= Pyotr Krenitsyn =

Russian explorer (1728–1770)

Pyotr Kuzmich Krenitsyn (Пётр Кузьмич Креницын; 1728 – July 4, 1770), spelled Krenitzin in the United States, was a Russian explorer and captain of the Imperial Russian Navy.

Following Vitus Bering's 1741 tragic venture he was the first to conduct an expedition to Alaska and the Aleutians. Krenitsyn was sent, together with Mikhail Levashev, by Russian Empress Catherine II to explore the northern parts of the Pacific Ocean and particularly the area around the Bering Strait in four ships. Krenitsyn was the commander of the ship St. Catherine and Levashev commanded the ship St. Paul.

== Life ==
Krenitsyn entered the Naval Academy in 1742 and graduated in 1748. In 1764, Catherine II ordered an expedition to the islands of the northern Pacific and Krenitsyn was appointed as the commander of the expedition.

Krenitsyn and Mikhail Levashov surveyed the eastern part of the Aleutian Island chain until the cold weather set in. Krenitsyn wintered in the strait between Unimak and the Alaska Peninsula. The following year, after resuming their surveys, both ships wintered in Kamchatka.

Certain geographic features of the Alaskan coast, like Avatanak, Akutan and Tigalda Island were named by Krenitsyn in the maps that were subsequently published.

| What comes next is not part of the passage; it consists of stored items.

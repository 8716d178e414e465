// Fishnode: a distance-vector routed Layer-3 node for fishnet
//
// This program is free software; you can redistribute it and/or modify
// it under the terms of the GNU General Public License as published by
// the Free Software Foundation; either version 2 of the License, or
// (at your option) any later version.
//
// This program is distributed in the hope that it will be useful,
// but WITHOUT ANY WARRANTY; without even the implied warranty of
// MERCHANTABILITY or FITNESS FOR A PARTICULAR PURPOSE.  See the
// GNU General Public License for more details.
//
// You should have received a copy of the GNU General Public License along
// with this program; if not, write to the Free Software Foundation, Inc.,
// 51 Franklin Street, Fifth Floor, Boston, MA 02110-1301 USA.

//! A simulated fishnet: the topology, link-delayed frame propagation, and
//! the timed event loop that drives the nodes' timers.
//!
//! The simulation is single-threaded and deterministic. Events fire no
//! earlier than their deadline; events due at the same instant run in the
//! order they were scheduled.

use crate::event::{Action, Outbox, TimerKind};
use crate::node::Fishnode;
use crate::types::FishAddr;
use log::*;
use petgraph::graph::{NodeIndex, UnGraph};
use std::cmp::{Ordering, Reverse};
use std::collections::{BinaryHeap, HashMap};

/// Propagation delay of one link, in simulated milliseconds.
pub const LINK_DELAY_MS: u64 = 10;

/// A payload that reached Layer 4 on some node.
#[derive(Debug, Clone, PartialEq)]
pub struct Delivery {
    /// The decapsulated payload.
    pub payload: Vec<u8>,
    /// Protocol number from the Layer-3 header.
    pub proto: u8,
    /// Originating node.
    pub src: FishAddr,
}

#[derive(Debug, Clone)]
enum SimEvent {
    Frame { node: FishAddr, frame: Vec<u8> },
    Timer { node: FishAddr, kind: TimerKind },
}

#[derive(Debug)]
struct Scheduled {
    at: u64,
    seq: u64,
    event: SimEvent,
}

impl PartialEq for Scheduled {
    fn eq(&self, other: &Self) -> bool {
        self.at == other.at && self.seq == other.seq
    }
}

impl Eq for Scheduled {}

impl PartialOrd for Scheduled {
    fn partial_cmp(&self, other: &Self) -> Option<Ordering> {
        Some(self.cmp(other))
    }
}

impl Ord for Scheduled {
    fn cmp(&self, other: &Self) -> Ordering {
        (self.at, self.seq).cmp(&(other.at, other.seq))
    }
}

/// The simulated network: nodes, links, and the event queue.
#[derive(Debug)]
pub struct Fishnet {
    topology: UnGraph<FishAddr, ()>,
    indices: HashMap<FishAddr, NodeIndex>,
    nodes: HashMap<FishAddr, Fishnode>,
    queue: BinaryHeap<Reverse<Scheduled>>,
    deliveries: HashMap<FishAddr, Vec<Delivery>>,
    now: u64,
    seq: u64,
}

impl Default for Fishnet {
    fn default() -> Self {
        Self::new()
    }
}

impl Fishnet {
    /// An empty network at time zero.
    pub fn new() -> Self {
        Self {
            topology: UnGraph::new_undirected(),
            indices: HashMap::new(),
            nodes: HashMap::new(),
            queue: BinaryHeap::new(),
            deliveries: HashMap::new(),
            now: 0,
            seq: 0,
        }
    }

    /// Add a node with the given address to the network.
    pub fn add_node(&mut self, addr: FishAddr) {
        let index = self.topology.add_node(addr);
        self.indices.insert(addr, index);
        self.nodes.insert(addr, Fishnode::new(addr));
    }

    /// Connect two nodes with a bidirectional link.
    pub fn add_link(&mut self, a: FishAddr, b: FishAddr) {
        let (ia, ib) = (self.indices[&a], self.indices[&b]);
        self.topology.add_edge(ia, ib, ());
    }

    /// Take the link between two nodes down, if it exists.
    pub fn remove_link(&mut self, a: FishAddr, b: FishAddr) {
        let (ia, ib) = (self.indices[&a], self.indices[&b]);
        if let Some(edge) = self.topology.find_edge(ia, ib) {
            self.topology.remove_edge(edge);
        }
    }

    /// Start every node: each runs its periodic tasks once and arms its
    /// timers. Nodes start in address order.
    pub fn start(&mut self) {
        let mut addrs: Vec<FishAddr> = self.nodes.keys().copied().collect();
        addrs.sort();
        for addr in addrs {
            let mut out = Outbox::new();
            if let Err(e) = self.nodes.get_mut(&addr).unwrap().start(&mut out) {
                warn!("node {} failed to start: {}", addr, e);
            }
            self.drain(addr, out);
        }
    }

    /// Current simulated time in milliseconds.
    pub fn now(&self) -> u64 {
        self.now
    }

    /// Advance the clock by `ms`, dispatching everything that comes due.
    pub fn run_for(&mut self, ms: u64) {
        let deadline = self.now + ms;
        self.run_until(deadline);
    }

    /// Dispatch all events scheduled up to and including `deadline`, then
    /// set the clock to it.
    pub fn run_until(&mut self, deadline: u64) {
        loop {
            match self.queue.peek() {
                Some(Reverse(next)) if next.at <= deadline => {}
                _ => break,
            }
            let Reverse(scheduled) = self.queue.pop().unwrap();
            self.now = scheduled.at;
            self.dispatch(scheduled.event);
        }
        if deadline > self.now {
            self.now = deadline;
        }
    }

    /// Inject an application send on `from`. Returns the packet id.
    pub fn send(&mut self, from: FishAddr, payload: &[u8], dest: FishAddr, proto: u8, ttl: u8) -> u32 {
        let mut out = Outbox::new();
        let id = self
            .nodes
            .get_mut(&from)
            .unwrap()
            .l3_send(payload, dest, proto, ttl, &mut out)
            .unwrap();
        self.drain(from, out);
        id
    }

    /// The node at `addr`.
    pub fn node(&self, addr: FishAddr) -> &Fishnode {
        &self.nodes[&addr]
    }

    /// Everything delivered to Layer 4 on `addr` so far.
    pub fn deliveries(&self, addr: FishAddr) -> &[Delivery] {
        self.deliveries.get(&addr).map(|v| v.as_slice()).unwrap_or(&[])
    }

    // -----------------
    // Private functions
    // -----------------

    fn dispatch(&mut self, event: SimEvent) {
        match event {
            SimEvent::Frame { node, frame } => {
                let mut out = Outbox::new();
                match self.nodes.get_mut(&node) {
                    Some(n) => {
                        if let Err(e) = n.l3_receive(&frame, &mut out) {
                            warn!("node {} dropped a frame: {}", node, e);
                        }
                    }
                    None => return,
                }
                self.drain(node, out);
            }
            SimEvent::Timer { node, kind } => {
                let mut out = Outbox::new();
                match self.nodes.get_mut(&node) {
                    Some(n) => {
                        if let Err(e) = n.handle_timer(kind, &mut out) {
                            warn!("node {} timer task failed: {}", node, e);
                        }
                    }
                    None => return,
                }
                self.drain(node, out);
            }
        }
    }

    fn drain(&mut self, from: FishAddr, mut out: Outbox) {
        while let Some(action) = out.pop_front() {
            match action {
                Action::L2Send { frame, next_hop } => self.transmit(from, frame, next_hop),
                Action::L4Deliver { payload, proto, src } => {
                    self.deliveries.entry(from).or_default().push(Delivery { payload, proto, src });
                }
                Action::Schedule { delay_ms, kind } => {
                    let at = self.now + delay_ms;
                    self.push(at, SimEvent::Timer { node: from, kind });
                }
            }
        }
    }

    fn transmit(&mut self, from: FishAddr, frame: Vec<u8>, next_hop: FishAddr) {
        let at = self.now + LINK_DELAY_MS;
        let ifrom = self.indices[&from];
        if next_hop.is_broadcast() {
            let targets: Vec<FishAddr> =
                self.topology.neighbors(ifrom).map(|i| self.topology[i]).collect();
            for target in targets {
                self.push(at, SimEvent::Frame { node: target, frame: frame.clone() });
            }
        } else {
            match self.indices.get(&next_hop) {
                Some(&ito) if self.topology.find_edge(ifrom, ito).is_some() => {
                    self.push(at, SimEvent::Frame { node: next_hop, frame });
                }
                _ => warn!("{} has no link to {}, frame lost", from, next_hop),
            }
        }
    }

    fn push(&mut self, at: u64, event: SimEvent) {
        let seq = self.seq;
        self.seq += 1;
        self.queue.push(Reverse(Scheduled { at, seq, event }));
    }
}
// Fishnode: a distance-vector routed Layer-3 node for fishnet
//
// This program is free software; you can redistribute it and/or modify
// it under the terms of the GNU General Public License as published by
// the Free Software Foundation; either version 2 of the License, or
// (at your option) any later version.
//
// This program is distributed in the hope that it will be useful,
// but WITHOUT ANY WARRANTY; without even the implied warranty of
// MERCHANTABILITY or FITNESS FOR A PARTICULAR PURPOSE.  See the
// GNU General Public License for more details.
//
// You should have received a copy of the GNU General Public License along
// with this program; if not, write to the Free Software Foundation, Inc.,
// 51 Franklin Street, Fifth Floor, Boston, MA 02110-1301 USA.

//! Bounded record of recently observed `(source, packet id)` pairs, used
//! to suppress broadcast loops.

use crate::types::FishAddr;
use log::*;

/// Capacity of the seen-ID set. When an insertion finds the set full, the
/// whole history is discarded; at worst a few duplicates propagate once.
pub const MAX_IDS_SEEN: usize = 512;

/// Append-only set of `(source, packet id)` pairs.
#[derive(Debug, Default)]
pub struct SeenIds {
    ids: Vec<(FishAddr, u32)>,
}

impl SeenIds {
    /// An empty set with full capacity reserved.
    pub fn new() -> Self {
        Self { ids: Vec::with_capacity(MAX_IDS_SEEN) }
    }

    /// True when `(src, id)` was recorded since the last wholesale clear.
    pub fn has(&self, src: FishAddr, id: u32) -> bool {
        self.ids.iter().any(|&(s, i)| s == src && i == id)
    }

    /// Record `(src, id)`. Idempotent: a pair that is already present is
    /// not recorded twice.
    pub fn remember(&mut self, src: FishAddr, id: u32) {
        if self.has(src, id) {
            return;
        }
        if self.ids.len() == MAX_IDS_SEEN {
            debug!("seen-id set full, clearing {} entries", self.ids.len());
            self.ids.clear();
        }
        self.ids.push((src, id));
    }

    /// Number of recorded pairs.
    pub fn len(&self) -> usize {
        self.ids.len()
    }

    /// True when nothing is recorded.
    pub fn is_empty(&self) -> bool {
        self.ids.is_empty()
    }
}

#[cfg(test)]
mod test {
    use super::*;

    #[test]
    fn test_remember_and_has() {
        let mut seen = SeenIds::new();
        let src = FishAddr(0x0a00_0001);
        assert!(!seen.has(src, 7));
        seen.remember(src, 7);
        assert!(seen.has(src, 7));
        // same id from a different source is a different pair
        assert!(!seen.has(FishAddr(0x0a00_0002), 7));
    }

    #[test]
    fn test_remember_is_idempotent() {
        let mut seen = SeenIds::new();
        let src = FishAddr(0x0a00_0001);
        seen.remember(src, 1);
        seen.remember(src, 1);
        assert_eq!(seen.len(), 1);
    }

    #[test]
    fn test_cleared_when_full() {
        let mut seen = SeenIds::new();
        let src = FishAddr(0x0a00_0001);
        for id in 0..MAX_IDS_SEEN as u32 {
            seen.remember(src, id);
        }
        assert_eq!(seen.len(), MAX_IDS_SEEN);
        assert!(seen.has(src, 0));
        // the next insertion discards the history wholesale
        seen.remember(src, MAX_IDS_SEEN as u32);
        assert_eq!(seen.len(), 1);
        assert!(!seen.has(src, 0));
        assert!(seen.has(src, MAX_IDS_SEEN as u32));
    }
}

On July 4, 1770, Krenitsyn drowned in the Kamchatka River and Levashev assumed command of the Russian expeditionary fleet. The Krenitzin Islands and the highest volcano on Onekotan Island were named by IRN Captain Mikhail Tebenkov after this early Russian explorer.

==Sources==
- Postnikov, Alexey (2007). "The Oxford Companion to World Exploration"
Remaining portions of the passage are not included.